Problems of mapping archeological monuments are of considerable scientific and applied importance now. In both cases the most productive trend is the preparation of what we call electronic maps-geographical data systems. One such program (using systems of satellite positioning) has been tested by our staff in studies of the Kislovodsk basin where an area of more than 300 km 2 was investigated and some 500 archeological objects were pinpointed with data on their longitude, latitude and height over sea level.
Computer methods (provision of data banks, statistical data processing, computer graphics, etc.) have become part and parcel of our current studies. The results thus obtained have been reported at specialized international conferences (in Spain, Great Britain, Hungary, etc.) where we have been convinced that we are not lagging behind our colleagues in Western countries in many fields of such studies.

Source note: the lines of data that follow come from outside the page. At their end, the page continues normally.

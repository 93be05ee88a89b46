//! The output sinks log lines are written to, and the console-style template rendering they share.

use std::fmt::{Debug, Display, Write as _};
use std::fs::File;
use std::io::{BufWriter, Write};
use std::path::Path;
use std::sync::{Mutex, PoisonError};
use termcolor::{ColorChoice, StandardStream, WriteColor};

mod memory;

pub use memory::{MemorySink, SinkCall};

use crate::severity::Severity;

/// A positional argument consumed by a directive in a sink template.
#[derive(Clone, Copy)]
pub enum Arg<'a> {
    /// A CSS declaration list for a `%c` directive. Terminals drop these.
    Style(&'a str),
    /// Text added by the logger itself, like a timestamp.
    Text(&'a str),
    /// The message passed to the logging method. This is never stringified before it reaches the
    /// sink.
    Payload(&'a dyn Display),
}

/// A text-output facility with a separate method per severity, like a browser's `console` object.
pub trait Sink: Send + Sync {
    /// Whether the sink has a dedicated method for this severity. Methods without one are written
    /// through [`Severity::Log`] instead.
    fn supports(&self, severity: Severity) -> bool {
        let _ = severity;
        true
    }

    /// Whether ANSI color codes should be embedded in templates written through this method.
    fn colors(&self, method: Severity) -> bool {
        let _ = method;
        false
    }

    /// Output a single line. `template` is a printf-style format string, see [`render()`].
    fn write(&self, method: Severity, template: &str, args: &[Arg<'_>]);

    fn flush(&self) {}
}

impl Display for Arg<'_> {
    fn fmt(&self, f: &mut std::fmt::Formatter<'_>) -> std::fmt::Result {
        match self {
            Arg::Style(text) | Arg::Text(text) => f.write_str(text),
            Arg::Payload(payload) => Display::fmt(payload, f),
        }
    }
}

impl Debug for Arg<'_> {
    fn fmt(&self, f: &mut std::fmt::Formatter<'_>) -> std::fmt::Result {
        match self {
            Arg::Style(style) => f.debug_tuple("Style").field(style).finish(),
            Arg::Text(text) => f.debug_tuple("Text").field(text).finish(),
            Arg::Payload(payload) => f
                .debug_tuple("Payload")
                .field(&format_args!("{payload}"))
                .finish(),
        }
    }
}

/// Substitute `args` into `template` the way a JavaScript console does. `%s`, `%d`, `%i`, `%f`,
/// `%o` and `%O` print the next argument, `%c` consumes the next argument without printing it,
/// and `%%` prints a percent sign. Directives without a matching argument are printed as is, and
/// arguments without a matching directive are appended separated by spaces.
pub fn render(template: &str, args: &[Arg<'_>]) -> String {
    let mut line = String::with_capacity(template.len() + 32);
    let mut args = args.iter();
    let mut chars = template.chars().peekable();
    while let Some(c) = chars.next() {
        if c != '%' {
            line.push(c);
            continue;
        }

        match chars.peek().copied() {
            Some('%') => {
                chars.next();
                line.push('%');
            }
            Some('c') => {
                chars.next();
                args.next();
            }
            Some(directive @ ('s' | 'd' | 'i' | 'f' | 'o' | 'O')) => {
                chars.next();
                match args.next() {
                    // Writing to a `String` cannot fail
                    Some(arg) => {
                        let _ = write!(line, "{arg}");
                    }
                    None => {
                        line.push('%');
                        line.push(directive);
                    }
                }
            }
            _ => line.push('%'),
        }
    }

    for arg in args {
        let _ = write!(line, " {arg}");
    }

    line
}

/// Writes to the process' standard streams. By default debug, log and info output goes to STDOUT
/// while warnings and errors go to STDERR.
pub struct ConsoleSink {
    stdout: Mutex<StandardStream>,
    stderr: Mutex<StandardStream>,
    stdout_colors: bool,
    stderr_colors: bool,
    /// Send everything to STDERR.
    stderr_only: bool,
}

impl ConsoleSink {
    pub fn new() -> Self {
        Self::with_streams(false)
    }

    /// A console sink that writes every method to STDERR.
    pub fn stderr_only() -> Self {
        Self::with_streams(true)
    }

    fn with_streams(stderr_only: bool) -> Self {
        let forced = forced_color_choice(|name| std::env::var(name).ok());
        let choice = |stream| forced.unwrap_or_else(|| tty_color_choice(stream));
        let stdout = StandardStream::stdout(choice(atty::Stream::Stdout));
        let stderr = StandardStream::stderr(choice(atty::Stream::Stderr));

        ConsoleSink {
            stdout_colors: stdout.supports_color(),
            stderr_colors: stderr.supports_color(),
            stdout: Mutex::new(stdout),
            stderr: Mutex::new(stderr),
            stderr_only,
        }
    }

    fn uses_stdout(&self, method: Severity) -> bool {
        !self.stderr_only && method < Severity::Warn
    }
}

impl Default for ConsoleSink {
    fn default() -> Self {
        Self::new()
    }
}

impl Debug for ConsoleSink {
    fn fmt(&self, f: &mut std::fmt::Formatter<'_>) -> std::fmt::Result {
        f.debug_struct("ConsoleSink")
            .field("stdout_colors", &self.stdout_colors)
            .field("stderr_colors", &self.stderr_colors)
            .field("stderr_only", &self.stderr_only)
            .finish_non_exhaustive()
    }
}

impl Sink for ConsoleSink {
    fn colors(&self, method: Severity) -> bool {
        if self.uses_stdout(method) {
            self.stdout_colors
        } else {
            self.stderr_colors
        }
    }

    fn write(&self, method: Severity, template: &str, args: &[Arg<'_>]) {
        let line = render(template, args);
        let stream = if self.uses_stdout(method) {
            &self.stdout
        } else {
            &self.stderr
        };

        // There is nowhere to report a failing console write to
        let mut stream = stream.lock().unwrap_or_else(PoisonError::into_inner);
        let _ = writeln!(stream, "{line}").and_then(|()| stream.flush());
    }

    fn flush(&self) {
        for stream in [&self.stdout, &self.stderr] {
            let _ = stream
                .lock()
                .unwrap_or_else(PoisonError::into_inner)
                .flush();
        }
    }
}

/// Appends every line to a file without any colors. Lines are flushed as soon as they're written.
#[derive(Debug)]
pub struct FileSink {
    file: Mutex<BufWriter<File>>,
}

impl FileSink {
    /// Open `path` for appending, creating it if it does not yet exist.
    pub fn open<P: AsRef<Path>>(path: P) -> Result<Self, std::io::Error> {
        let file = File::options().create(true).append(true).open(path)?;

        Ok(FileSink {
            file: Mutex::new(BufWriter::with_capacity(1024, file)),
        })
    }
}

impl Sink for FileSink {
    fn write(&self, _method: Severity, template: &str, args: &[Arg<'_>]) {
        let line = render(template, args);
        let mut file = self.file.lock().unwrap_or_else(PoisonError::into_inner);
        let _ = writeln!(file, "{line}").and_then(|()| file.flush());
    }

    fn flush(&self) {
        let _ = self
            .file
            .lock()
            .unwrap_or_else(PoisonError::into_inner)
            .flush();
    }
}

/// The color choice forced by the `CLICOLOR_FORCE`, `NO_COLOR`, and `CLICOLOR` conventions, if
/// any. `None` leaves the decision to whether the stream is a TTY.
fn forced_color_choice(var: impl Fn(&str) -> Option<String>) -> Option<ColorChoice> {
    let set = |name: &str| var(name).map(|value| value.trim() != "0");

    match (set("CLICOLOR_FORCE"), set("NO_COLOR"), set("CLICOLOR")) {
        (Some(true), _, _) => Some(ColorChoice::Always),
        (_, Some(true), _) | (_, _, Some(false)) => Some(ColorChoice::Never),
        _ => None,
    }
}

fn tty_color_choice(stream: atty::Stream) -> ColorChoice {
    if atty::is(stream) {
        ColorChoice::Auto
    } else {
        ColorChoice::Never
    }
}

The Department for Excavations Protection of the RAS Institute of Archeology is maintaining broad international ties. An agreement was signed, for example, on cooperation with the School of Scientific Conservation of Bornemouth University (Great Britain), and British specialists are being actively involved in many of our expeditions, while Russian specialists take part in studies on the Isle of Man in the Irish Sea. We have participated together with scientists of the Institute of Archeology of London University and the Museum of National Antiques of the Regional Archeological Service of Upper Normandy in the project on perfecting methods of what we call international rescue excavations at burial sites of the early Middle Ages. And we took part in studies of the Merovingian necropolis at Longrois in Northern France. Contacts are maintained with the Institute of Archeology of the Polish Academy of Sciences with which we are doing some studies at the Yamal- Europe gas pipeline.
Summing up, the international experience of preservation of our archeological legacy proves that the main burden of this work rests with our research organizations. It is scientists who trace historical objects in the zones of new building projects, suggest measures for their preservation and conduct necessary excavations if need be. They are also dealing with problems of methodology of monuments protection. The respective agencies are working out the necessary legal norms and provisions and maintain control over their implementation.
* Vshchizh was first mentioned in the chronicles of 1142; destroyed by Khan Batu's hordes. - Ed.